Start of Data excerpts

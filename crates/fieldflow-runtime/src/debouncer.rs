#![forbid(unsafe_code)]

//! Per-key delayed, cancellable actions.
//!
//! Each scheduled action gets its own thread that waits on the pending
//! table's condition variable until its deadline. At most one action is
//! pending per key: scheduling again for the same key replaces the entry and
//! wakes the earlier thread, which then finds its entry gone and exits.
//!
//! # Exactly once
//!
//! Every pending entry carries a generation number. A waiting thread holds
//! the table lock whenever it checks its entry; once the deadline has passed
//! it removes the entry, still under the lock, and only then runs the
//! action. A cancel or replacement removes the entry under the same lock, so
//! for every scheduled action exactly one of these holds:
//!
//! - it was removed by its own thread and runs once, or
//! - it was removed by `cancel`/`cancel_all`/a replacing `schedule` and
//!   never runs.

use std::collections::HashMap;
use std::sync::atomic::{AtomicU64, Ordering};
use std::sync::{Arc, Condvar, Mutex, MutexGuard, PoisonError};
use std::thread;
use std::time::{Duration, Instant};

// ---------------------------------------------------------------------------
// Pending table
// ---------------------------------------------------------------------------

#[derive(Debug, Clone, Copy)]
struct PendingAction {
    generation: u64,
    deadline: Instant,
}

#[derive(Default)]
struct PendingTable {
    entries: Mutex<HashMap<String, PendingAction>>,
    /// Signalled whenever an entry is removed or replaced.
    changed: Condvar,
    next_generation: AtomicU64,
}

impl PendingTable {
    fn lock(&self) -> MutexGuard<'_, HashMap<String, PendingAction>> {
        self.entries.lock().unwrap_or_else(PoisonError::into_inner)
    }

    /// Block until the entry `key`/`generation` is due or gone.
    ///
    /// Returns `true` when the deadline passed with the entry still in
    /// place; the entry has then been removed and the caller owns the run.
    /// Returns `false` when the entry was cancelled or replaced. Spurious
    /// wakeups and notifications for other keys are absorbed.
    fn wait_until_due(&self, key: &str, generation: u64) -> bool {
        let mut entries = self.lock();
        loop {
            let deadline = match entries.get(key) {
                Some(pending) if pending.generation == generation => pending.deadline,
                _ => return false,
            };
            let now = Instant::now();
            if now >= deadline {
                entries.remove(key);
                return true;
            }
            entries = self
                .changed
                .wait_timeout(entries, deadline - now)
                .unwrap_or_else(PoisonError::into_inner)
                .0;
        }
    }
}

// ---------------------------------------------------------------------------
// Debouncer
// ---------------------------------------------------------------------------

/// Delayed execution keyed by name, at most one pending action per key.
///
/// Actions run on their own thread once the delay elapses. Dropping the
/// debouncer does not cancel pending actions; call
/// [`cancel_all`](Self::cancel_all) for that.
pub struct Debouncer {
    table: Arc<PendingTable>,
    default_delay: Duration,
}

impl std::fmt::Debug for Debouncer {
    fn fmt(&self, f: &mut std::fmt::Formatter<'_>) -> std::fmt::Result {
        f.debug_struct("Debouncer")
            .field("pending", &self.pending_count())
            .field("default_delay", &self.default_delay)
            .finish()
    }
}

impl Debouncer {
    /// Create a debouncer. `default_delay` applies when an action is
    /// scheduled with `Duration::ZERO`.
    #[must_use]
    pub fn new(default_delay: Duration) -> Self {
        Self {
            table: Arc::new(PendingTable::default()),
            default_delay,
        }
    }

    /// Run `action` after `delay` unless cancelled or replaced first.
    ///
    /// Any action already pending for `key` is cancelled and will never run.
    /// Returns `true` when such an action was replaced.
    pub fn schedule<F>(&self, key: impl Into<String>, delay: Duration, action: F) -> bool
    where
        F: FnOnce() + Send + 'static,
    {
        let key = key.into();
        let delay = if delay.is_zero() {
            self.default_delay
        } else {
            delay
        };
        let generation = self.table.next_generation.fetch_add(1, Ordering::Relaxed);
        let pending = PendingAction {
            generation,
            deadline: Instant::now() + delay,
        };

        let replaced = self.table.lock().insert(key.clone(), pending).is_some();
        if replaced {
            self.table.changed.notify_all();
            tracing::debug!(field = %key, "superseded pending validation");
        }
        tracing::debug!(
            field = %key,
            delay_ms = delay.as_millis() as u64,
            generation,
            "scheduled validation"
        );

        let table = Arc::clone(&self.table);
        thread::spawn(move || {
            if table.wait_until_due(&key, generation) {
                tracing::debug!(field = %key, generation, "debounce elapsed");
                action();
            }
        });

        replaced
    }

    /// Cancel the pending action for `key`. Returns whether one was pending.
    pub fn cancel(&self, key: &str) -> bool {
        let removed = self.table.lock().remove(key).is_some();
        if removed {
            self.table.changed.notify_all();
            tracing::debug!(field = key, "cancelled pending validation");
        }
        removed
    }

    /// Cancel every pending action. Returns the cancelled keys, sorted.
    pub fn cancel_all(&self) -> Vec<String> {
        let mut keys: Vec<String> = self.table.lock().drain().map(|(key, _)| key).collect();
        keys.sort();
        if !keys.is_empty() {
            self.table.changed.notify_all();
            tracing::debug!(count = keys.len(), "cancelled all pending validations");
        }
        keys
    }

    /// Keys with an outstanding action, sorted.
    #[must_use]
    pub fn pending_keys(&self) -> Vec<String> {
        let mut keys: Vec<String> = self.table.lock().keys().cloned().collect();
        keys.sort();
        keys
    }

    #[must_use]
    pub fn is_pending(&self, key: &str) -> bool {
        self.table.lock().contains_key(key)
    }

    #[must_use]
    pub fn pending_count(&self) -> usize {
        self.table.lock().len()
    }
}

#[cfg(test)]
mod tests {
    use super::*;
    use std::sync::mpsc;

    const SHORT: Duration = Duration::from_millis(30);
    const WAIT: Duration = Duration::from_secs(2);

    #[test]
    fn wait_returns_false_for_missing_entry() {
        let table = PendingTable::default();
        assert!(!table.wait_until_due("f", 0));
    }

    #[test]
    fn wait_claims_entry_at_deadline() {
        let table = PendingTable::default();
        let deadline = Instant::now() + Duration::from_millis(10);
        table.lock().insert(
            "f".into(),
            PendingAction {
                generation: 7,
                deadline,
            },
        );
        assert!(!table.wait_until_due("f", 6));
        assert!(table.wait_until_due("f", 7));
        assert!(Instant::now() >= deadline);
        assert!(table.lock().is_empty());
    }

    #[test]
    fn removal_wakes_waiter_early() {
        let table = Arc::new(PendingTable::default());
        table.lock().insert(
            "f".into(),
            PendingAction {
                generation: 0,
                deadline: Instant::now() + Duration::from_secs(10),
            },
        );
        let waiter = {
            let table = Arc::clone(&table);
            thread::spawn(move || {
                let start = Instant::now();
                (table.wait_until_due("f", 0), start.elapsed())
            })
        };
        thread::sleep(Duration::from_millis(10));
        table.lock().remove("f");
        table.changed.notify_all();

        let (due, waited) = waiter.join().unwrap();
        assert!(!due);
        assert!(waited < Duration::from_secs(5), "waited {waited:?}");
    }

    #[test]
    fn scheduled_action_fires_once() {
        let debouncer = Debouncer::new(SHORT);
        let (tx, rx) = mpsc::channel();
        assert!(!debouncer.schedule("f", SHORT, move || tx.send(1).unwrap()));
        assert!(debouncer.is_pending("f"));

        assert_eq!(rx.recv_timeout(WAIT), Ok(1));
        assert!(rx.recv_timeout(Duration::from_millis(100)).is_err());
        assert!(!debouncer.is_pending("f"));
    }

    #[test]
    fn replacement_runs_only_latest() {
        let debouncer = Debouncer::new(SHORT);
        let (tx, rx) = mpsc::channel();
        for i in 0..5 {
            let tx = tx.clone();
            let replaced = debouncer.schedule("f", Duration::from_millis(80), move || {
                tx.send(i).unwrap();
            });
            assert_eq!(replaced, i > 0);
        }
        assert_eq!(debouncer.pending_count(), 1);
        assert_eq!(rx.recv_timeout(WAIT), Ok(4));
        assert!(rx.recv_timeout(Duration::from_millis(150)).is_err());
    }

    #[test]
    fn cancel_prevents_firing() {
        let debouncer = Debouncer::new(SHORT);
        let (tx, rx) = mpsc::channel::<()>();
        debouncer.schedule("f", Duration::from_millis(50), move || tx.send(()).unwrap());
        assert!(debouncer.cancel("f"));
        assert!(!debouncer.cancel("f"));
        assert!(rx.recv_timeout(Duration::from_millis(200)).is_err());
    }

    #[test]
    fn cancel_all_reports_keys() {
        let debouncer = Debouncer::new(SHORT);
        debouncer.schedule("b", Duration::from_secs(5), || {});
        debouncer.schedule("a", Duration::from_secs(5), || {});
        assert_eq!(debouncer.pending_keys(), ["a", "b"]);
        assert_eq!(debouncer.cancel_all(), ["a", "b"]);
        assert_eq!(debouncer.pending_count(), 0);
        assert!(debouncer.cancel_all().is_empty());
    }

    #[test]
    fn zero_delay_uses_default() {
        let debouncer = Debouncer::new(Duration::from_millis(60));
        let (tx, rx) = mpsc::channel();
        let start = Instant::now();
        debouncer.schedule("f", Duration::ZERO, move || tx.send(start.elapsed()).unwrap());
        let elapsed = rx.recv_timeout(WAIT).unwrap();
        assert!(elapsed >= Duration::from_millis(60), "fired after {elapsed:?}");
    }

    #[test]
    fn keys_are_independent() {
        let debouncer = Debouncer::new(SHORT);
        let (tx, rx) = mpsc::channel();
        for key in ["a", "b", "c"] {
            let tx = tx.clone();
            debouncer.schedule(key, SHORT, move || tx.send(key).unwrap());
        }
        let mut fired: Vec<_> = (0..3).map(|_| rx.recv_timeout(WAIT).unwrap()).collect();
        fired.sort_unstable();
        assert_eq!(fired, ["a", "b", "c"]);
    }
}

End of Data excerpts

_Problem_: Where does "cancelled" occur in the data? Copy each line that has it.

_Your solution_:
    /// Returns `false` when the entry was cancelled or replaced. Spurious
    /// Run `action` after `delay` unless cancelled or replaced first.
    /// Any action already pending for `key` is cancelled and will never run.
            tracing::debug!(field = key, "cancelled pending validation");
    /// Cancel every pending action. Returns the cancelled keys, sorted.
            tracing::debug!(count = keys.len(), "cancelled all pending validations");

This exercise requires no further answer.